El programa de tarjeta verde EB-3 puede ser una solución viable a la escasez de mano de obra que enfrentan los franquiciados de restaurantes de servicio rápido (QSR) con múltiples unidades. Este estudio de caso se centra en un grupo de franquicias que posee varias ubicaciones de QSR en una importante área metropolitana de los Estados Unidos.
El grupo enfrentaba importantes problemas de escasez de personal que afectaban su eficiencia operativa y rentabilidad. Tras explorar diferentes opciones, decidieron aprovechar el programa EB-3 para contratar trabajadores extranjeros. Esto les permitió cubrir puestos críticos y estabilizar su plantilla, lo que a su vez mejoró su eficiencia operativa y mantuvo su rentabilidad.
Antecedentes
El grupo de franquicias operaba varias ubicaciones de QSR que atendían a una clientela diversa. Llevaban años en la zona y contaban con una base leal de clientes. Sin embargo, experimentaban una escasez de trabajadores que afectaba su capacidad para ofrecer un servicio de calidad. Les resultaba difícil encontrar y retener empleados calificados, lo que provocaba una alta rotación y mayores costos de contratación. También se veían obligados a que los empleados actuales trabajaran más horas y asumieran más responsabilidades, lo que causaba agotamiento y baja moral.
Desafíos
El grupo exploró varias opciones para abordar la escasez de personal, como aumentar los salarios, ofrecer mejores beneficios y asociarse con programas de desarrollo laboral locales. Sin embargo, estas estrategias no generaron resultados significativos. También consideraron contratar trabajadores extranjeros, pero desconocían el proceso y los costos asociados.
Solución
Después de consultar con el equipo de eb3.work, decidieron aprovechar el programa EB-3. Este permite a los empleadores patrocinar trabajadores extranjeros para la residencia permanente en los EE.UU. en función de sus calificaciones y experiencia laboral. El programa incluye un proceso de certificación laboral que garantiza que no haya trabajadores estadounidenses calificados disponibles para el puesto.

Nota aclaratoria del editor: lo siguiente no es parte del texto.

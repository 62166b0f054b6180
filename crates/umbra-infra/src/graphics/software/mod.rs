// Copyright 2025 eraflo
//
// Licensed under the Apache License, Version 2.0 (the "License");
// you may not use this file except in compliance with the License.
// You may obtain a copy of the License at
//
//     http://www.apache.org/licenses/LICENSE-2.0
//
// Unless required by applicable law or agreed to in writing, software
// distributed under the License is distributed on an "AS IS" BASIS,
// WITHOUT WARRANTIES OR CONDITIONS OF ANY KIND, either express or implied.
// See the License for the specific language governing permissions and
// limitations under the License.

//! A deterministic CPU implementation of the [`GraphicsDevice`] contract.
//!
//! Textures live in host memory and are quantized on every store, so a
//! half-float target loses precision exactly like a GPU one would. Draws run
//! to completion on the calling thread.
//!
//! [`GraphicsDevice`]: umbra_core::renderer::GraphicsDevice

mod device;
mod raster;
mod sampler;
mod storage;

pub use self::device::{DeviceStats, SoftwareDevice};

El grupo identificó varios puestos críticos que no podían ser cubiertos con trabajadores locales, incluyendo personal de cocina, representantes de servicio al cliente y asistentes de gerencia. Trabajaron con un abogado de inmigración para presentar las solicitudes de certificación laboral para estos puestos. También publicaron las vacantes en periódicos locales y portales de empleo en línea para cumplir con los requisitos de reclutamiento del programa. Tras recibir la certificación, presentaron las peticiones de visa de inmigrante para los trabajadores extranjeros que deseaban contratar.
Resultados
El programa EB-3 permitió al grupo contratar trabajadores extranjeros calificados y dispuestos a cubrir los puestos críticos. Esto ayudó a estabilizar su plantilla y reducir la rotación. Los trabajadores extranjeros también aportaron habilidades y perspectivas únicas, lo que mejoró la eficiencia operativa. El grupo mantuvo su rentabilidad y continuó brindando un servicio de calidad a sus clientes.
Conclusión
El programa de tarjeta verde EB-3 puede ser una solución eficaz para los franquiciados de QSR con múltiples ubicaciones que enfrentan escasez de mano de obra. Al aprovechar el programa, pueden contratar trabajadores extranjeros calificados y dispuestos a asumir puestos esenciales. Esto les permite estabilizar sus equipos, reducir la rotación y mejorar la eficiencia operativa. Sin embargo, el programa requiere cumplir con requisitos específicos, por lo que es importante consultar con un abogado de inmigración para asegurar el cumplimiento legal.